* Work item *
All that is needed is every record, duplicated exactly.

======

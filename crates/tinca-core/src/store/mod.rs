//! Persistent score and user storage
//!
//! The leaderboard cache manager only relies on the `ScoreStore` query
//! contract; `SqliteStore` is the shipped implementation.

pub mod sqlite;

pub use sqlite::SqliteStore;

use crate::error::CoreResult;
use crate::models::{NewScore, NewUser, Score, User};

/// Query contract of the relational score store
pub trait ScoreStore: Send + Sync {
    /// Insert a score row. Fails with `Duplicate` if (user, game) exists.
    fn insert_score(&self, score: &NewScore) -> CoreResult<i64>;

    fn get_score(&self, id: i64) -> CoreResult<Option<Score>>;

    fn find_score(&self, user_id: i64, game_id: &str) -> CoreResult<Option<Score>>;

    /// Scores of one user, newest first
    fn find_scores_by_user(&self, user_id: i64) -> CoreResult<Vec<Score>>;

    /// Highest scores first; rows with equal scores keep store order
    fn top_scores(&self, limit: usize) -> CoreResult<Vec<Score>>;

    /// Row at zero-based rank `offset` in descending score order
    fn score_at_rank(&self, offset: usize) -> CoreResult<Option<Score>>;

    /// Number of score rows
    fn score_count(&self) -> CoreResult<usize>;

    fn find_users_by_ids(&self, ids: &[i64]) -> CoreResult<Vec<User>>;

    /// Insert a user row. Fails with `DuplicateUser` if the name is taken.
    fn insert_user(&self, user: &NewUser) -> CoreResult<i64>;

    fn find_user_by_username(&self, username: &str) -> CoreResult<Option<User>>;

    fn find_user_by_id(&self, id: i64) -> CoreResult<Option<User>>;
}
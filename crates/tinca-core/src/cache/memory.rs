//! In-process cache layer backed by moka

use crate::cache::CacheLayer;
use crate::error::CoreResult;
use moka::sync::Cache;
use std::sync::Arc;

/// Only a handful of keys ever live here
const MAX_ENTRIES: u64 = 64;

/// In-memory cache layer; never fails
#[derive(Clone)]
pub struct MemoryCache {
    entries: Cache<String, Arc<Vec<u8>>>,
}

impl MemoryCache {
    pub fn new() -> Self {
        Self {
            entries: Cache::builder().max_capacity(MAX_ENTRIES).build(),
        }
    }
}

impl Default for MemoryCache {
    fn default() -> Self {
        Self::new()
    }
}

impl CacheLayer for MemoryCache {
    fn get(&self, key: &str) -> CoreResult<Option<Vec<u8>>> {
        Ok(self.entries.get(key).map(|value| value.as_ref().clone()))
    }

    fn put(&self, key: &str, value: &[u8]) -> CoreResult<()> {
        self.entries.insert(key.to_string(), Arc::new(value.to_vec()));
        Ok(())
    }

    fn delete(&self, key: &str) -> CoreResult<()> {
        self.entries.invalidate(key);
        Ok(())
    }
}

======

* Answer space *
filename crates/tinca-core/src/store/mod.rs
//! Persistent score and user storage
//!
//! The leaderboard cache manager only relies on the `ScoreStore` query
//! contract; `SqliteStore` is the shipped implementation.

pub mod sqlite;

pub use sqlite::SqliteStore;

use crate::error::CoreResult;
use crate::models::{NewScore, NewUser, Score, User};

/// Query contract of the relational score store
pub trait ScoreStore: Send + Sync {
    /// Insert a score row. Fails with `Duplicate` if (user, game) exists.
    fn insert_score(&self, score: &NewScore) -> CoreResult<i64>;

    fn get_score(&self, id: i64) -> CoreResult<Option<Score>>;

    fn find_score(&self, user_id: i64, game_id: &str) -> CoreResult<Option<Score>>;

    /// Scores of one user, newest first
    fn find_scores_by_user(&self, user_id: i64) -> CoreResult<Vec<Score>>;

    /// Highest scores first; rows with equal scores keep store order
    fn top_scores(&self, limit: usize) -> CoreResult<Vec<Score>>;

    /// Row at zero-based rank `offset` in descending score order
    fn score_at_rank(&self, offset: usize) -> CoreResult<Option<Score>>;

    /// Number of score rows
    fn score_count(&self) -> CoreResult<usize>;

    fn find_users_by_ids(&self, ids: &[i64]) -> CoreResult<Vec<User>>;

    /// Insert a user row. Fails with `DuplicateUser` if the name is taken.
    fn insert_user(&self, user: &NewUser) -> CoreResult<i64>;

    fn find_user_by_username(&self, username: &str) -> CoreResult<Option<User>>;

    fn find_user_by_id(&self, id: i64) -> CoreResult<Option<User>>;
}
filename crates/tinca-core/src/cache/memory.rs
//! In-process cache layer backed by moka

use crate::cache::CacheLayer;
use crate::error::CoreResult;
use moka::sync::Cache;
use std::sync::Arc;

/// Only a handful of keys ever live here
const MAX_ENTRIES: u64 = 64;

/// In-memory cache layer; never fails
#[derive(Clone)]
pub struct MemoryCache {
    entries: Cache<String, Arc<Vec<u8>>>,
}

impl MemoryCache {
    pub fn new() -> Self {
        Self {
            entries: Cache::builder().max_capacity(MAX_ENTRIES).build(),
        }
    }
}

impl Default for MemoryCache {
    fn default() -> Self {
        Self::new()
    }
}

impl CacheLayer for MemoryCache {
    fn get(&self, key: &str) -> CoreResult<Option<Vec<u8>>> {
        Ok(self.entries.get(key).map(|value| value.as_ref().clone()))
    }

    fn put(&self, key: &str, value: &[u8]) -> CoreResult<()> {
        self.entries.insert(key.to_string(), Arc::new(value.to_vec()));
        Ok(())
    }

    fn delete(&self, key: &str) -> CoreResult<()> {
        self.entries.invalidate(key);
        Ok(())
    }
}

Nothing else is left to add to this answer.